- WHAT IS REQUIRED
Could you copy each line of the listing that holds "truncate"?
BEGIN MATERIAL FOR THIS EXERCISE
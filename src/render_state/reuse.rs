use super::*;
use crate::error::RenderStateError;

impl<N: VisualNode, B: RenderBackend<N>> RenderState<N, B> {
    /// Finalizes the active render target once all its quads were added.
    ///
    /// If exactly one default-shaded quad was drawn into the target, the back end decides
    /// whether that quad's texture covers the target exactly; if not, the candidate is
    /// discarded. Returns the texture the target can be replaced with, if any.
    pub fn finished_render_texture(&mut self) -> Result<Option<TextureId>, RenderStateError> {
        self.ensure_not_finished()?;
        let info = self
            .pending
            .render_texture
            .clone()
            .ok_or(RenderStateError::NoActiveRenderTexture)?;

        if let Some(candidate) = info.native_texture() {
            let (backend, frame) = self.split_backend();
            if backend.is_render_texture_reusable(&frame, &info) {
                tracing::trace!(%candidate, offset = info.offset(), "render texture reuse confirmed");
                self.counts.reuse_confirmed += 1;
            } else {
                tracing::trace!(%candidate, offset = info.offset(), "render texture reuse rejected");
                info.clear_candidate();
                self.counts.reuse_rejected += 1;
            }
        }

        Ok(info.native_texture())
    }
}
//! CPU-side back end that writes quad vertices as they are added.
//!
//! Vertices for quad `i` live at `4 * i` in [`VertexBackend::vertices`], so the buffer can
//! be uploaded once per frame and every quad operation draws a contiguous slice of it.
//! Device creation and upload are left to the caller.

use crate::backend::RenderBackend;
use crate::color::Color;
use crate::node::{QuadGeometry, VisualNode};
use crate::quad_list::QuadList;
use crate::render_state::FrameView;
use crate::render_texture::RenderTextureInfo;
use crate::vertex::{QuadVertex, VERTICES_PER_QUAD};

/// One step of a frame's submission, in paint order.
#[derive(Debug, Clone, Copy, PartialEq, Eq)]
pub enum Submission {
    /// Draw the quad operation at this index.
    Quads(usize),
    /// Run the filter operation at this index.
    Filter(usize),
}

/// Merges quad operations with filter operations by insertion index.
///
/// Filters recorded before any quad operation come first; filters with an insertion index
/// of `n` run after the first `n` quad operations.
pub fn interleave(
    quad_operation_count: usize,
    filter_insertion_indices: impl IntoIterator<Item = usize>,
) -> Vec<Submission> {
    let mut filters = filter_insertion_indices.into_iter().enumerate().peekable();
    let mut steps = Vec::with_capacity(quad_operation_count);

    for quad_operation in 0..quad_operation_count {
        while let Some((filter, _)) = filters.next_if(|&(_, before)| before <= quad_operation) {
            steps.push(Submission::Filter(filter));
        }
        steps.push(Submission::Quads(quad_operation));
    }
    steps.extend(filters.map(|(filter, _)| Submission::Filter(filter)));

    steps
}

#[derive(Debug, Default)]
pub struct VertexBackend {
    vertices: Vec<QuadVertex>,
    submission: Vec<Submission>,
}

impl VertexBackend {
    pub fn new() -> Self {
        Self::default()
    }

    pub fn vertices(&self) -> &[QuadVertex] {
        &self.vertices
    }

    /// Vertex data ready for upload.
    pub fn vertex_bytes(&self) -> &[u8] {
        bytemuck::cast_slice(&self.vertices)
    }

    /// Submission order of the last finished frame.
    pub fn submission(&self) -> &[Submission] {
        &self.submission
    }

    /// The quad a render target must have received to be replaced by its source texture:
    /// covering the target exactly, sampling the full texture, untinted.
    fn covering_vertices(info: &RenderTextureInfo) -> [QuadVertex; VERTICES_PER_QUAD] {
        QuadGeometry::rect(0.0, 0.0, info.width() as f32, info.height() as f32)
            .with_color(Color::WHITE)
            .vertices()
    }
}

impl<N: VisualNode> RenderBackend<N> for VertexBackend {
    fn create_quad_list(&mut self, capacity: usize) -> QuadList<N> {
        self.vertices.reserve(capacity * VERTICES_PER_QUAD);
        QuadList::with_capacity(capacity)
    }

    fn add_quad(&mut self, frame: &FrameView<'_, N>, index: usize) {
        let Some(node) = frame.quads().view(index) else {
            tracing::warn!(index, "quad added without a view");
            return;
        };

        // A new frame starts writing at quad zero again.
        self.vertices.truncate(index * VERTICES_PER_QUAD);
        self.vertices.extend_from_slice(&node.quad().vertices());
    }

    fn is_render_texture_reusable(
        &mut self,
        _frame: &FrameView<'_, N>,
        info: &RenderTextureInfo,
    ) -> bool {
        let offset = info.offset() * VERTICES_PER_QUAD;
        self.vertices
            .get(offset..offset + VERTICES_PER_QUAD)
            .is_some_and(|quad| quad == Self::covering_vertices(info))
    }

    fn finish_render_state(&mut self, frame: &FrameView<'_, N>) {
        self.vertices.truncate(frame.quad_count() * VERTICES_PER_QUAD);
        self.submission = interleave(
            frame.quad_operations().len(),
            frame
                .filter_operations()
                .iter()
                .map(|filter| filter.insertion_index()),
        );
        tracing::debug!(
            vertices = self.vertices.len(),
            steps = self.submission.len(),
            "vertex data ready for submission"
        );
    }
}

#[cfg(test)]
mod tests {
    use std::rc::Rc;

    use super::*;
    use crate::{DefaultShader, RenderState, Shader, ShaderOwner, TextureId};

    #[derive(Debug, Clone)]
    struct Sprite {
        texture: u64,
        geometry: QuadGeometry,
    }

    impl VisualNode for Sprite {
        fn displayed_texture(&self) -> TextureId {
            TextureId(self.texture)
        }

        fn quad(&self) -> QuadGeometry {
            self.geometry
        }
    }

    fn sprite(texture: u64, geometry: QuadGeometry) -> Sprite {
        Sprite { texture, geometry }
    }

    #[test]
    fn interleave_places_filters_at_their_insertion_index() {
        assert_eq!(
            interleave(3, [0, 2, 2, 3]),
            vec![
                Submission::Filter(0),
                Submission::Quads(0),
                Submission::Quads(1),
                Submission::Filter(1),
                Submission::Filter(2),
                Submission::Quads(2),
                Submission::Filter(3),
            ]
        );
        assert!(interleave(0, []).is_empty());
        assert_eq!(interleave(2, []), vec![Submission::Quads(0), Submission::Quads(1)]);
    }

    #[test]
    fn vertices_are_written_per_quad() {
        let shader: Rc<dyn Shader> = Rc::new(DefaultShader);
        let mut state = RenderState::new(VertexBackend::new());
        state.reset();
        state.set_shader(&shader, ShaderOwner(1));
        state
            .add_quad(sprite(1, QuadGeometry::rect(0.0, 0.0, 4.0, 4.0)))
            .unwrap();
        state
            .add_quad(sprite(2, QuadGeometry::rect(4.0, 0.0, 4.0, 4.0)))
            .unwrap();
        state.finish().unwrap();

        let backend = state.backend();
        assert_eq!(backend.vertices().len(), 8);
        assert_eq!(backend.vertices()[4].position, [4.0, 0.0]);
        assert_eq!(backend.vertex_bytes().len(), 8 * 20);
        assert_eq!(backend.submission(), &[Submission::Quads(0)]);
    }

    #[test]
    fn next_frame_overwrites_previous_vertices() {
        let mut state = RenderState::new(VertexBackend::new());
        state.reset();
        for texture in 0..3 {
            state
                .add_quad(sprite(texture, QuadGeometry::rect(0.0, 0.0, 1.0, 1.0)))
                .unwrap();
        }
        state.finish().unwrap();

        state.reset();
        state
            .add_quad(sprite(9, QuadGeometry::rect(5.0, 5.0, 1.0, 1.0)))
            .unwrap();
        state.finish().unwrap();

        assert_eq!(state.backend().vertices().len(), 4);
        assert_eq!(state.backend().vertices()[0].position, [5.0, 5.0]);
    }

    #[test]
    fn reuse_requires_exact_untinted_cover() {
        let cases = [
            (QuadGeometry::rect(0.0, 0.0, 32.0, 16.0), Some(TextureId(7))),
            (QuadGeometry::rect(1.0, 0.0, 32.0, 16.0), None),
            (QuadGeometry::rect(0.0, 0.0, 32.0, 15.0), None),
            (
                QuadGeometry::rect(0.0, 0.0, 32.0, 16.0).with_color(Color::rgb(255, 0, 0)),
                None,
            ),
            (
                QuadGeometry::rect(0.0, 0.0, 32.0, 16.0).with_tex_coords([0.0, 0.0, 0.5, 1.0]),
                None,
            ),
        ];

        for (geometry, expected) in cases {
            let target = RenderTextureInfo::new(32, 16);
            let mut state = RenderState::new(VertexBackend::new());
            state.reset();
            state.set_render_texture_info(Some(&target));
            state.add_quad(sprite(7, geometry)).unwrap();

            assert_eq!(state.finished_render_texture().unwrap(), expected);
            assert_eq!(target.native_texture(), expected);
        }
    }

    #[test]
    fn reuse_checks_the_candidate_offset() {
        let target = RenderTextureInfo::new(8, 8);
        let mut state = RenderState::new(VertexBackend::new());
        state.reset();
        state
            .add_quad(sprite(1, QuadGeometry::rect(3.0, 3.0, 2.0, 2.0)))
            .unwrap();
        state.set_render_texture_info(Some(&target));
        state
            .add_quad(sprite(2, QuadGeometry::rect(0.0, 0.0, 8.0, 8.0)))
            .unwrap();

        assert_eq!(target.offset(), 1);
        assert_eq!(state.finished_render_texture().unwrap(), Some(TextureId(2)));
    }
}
END MATERIAL FOR THIS EXERCISE
- EXERCISE RESPONSE
        self.vertices.truncate(index * VERTICES_PER_QUAD);
        self.vertices.truncate(frame.quad_count() * VERTICES_PER_QUAD);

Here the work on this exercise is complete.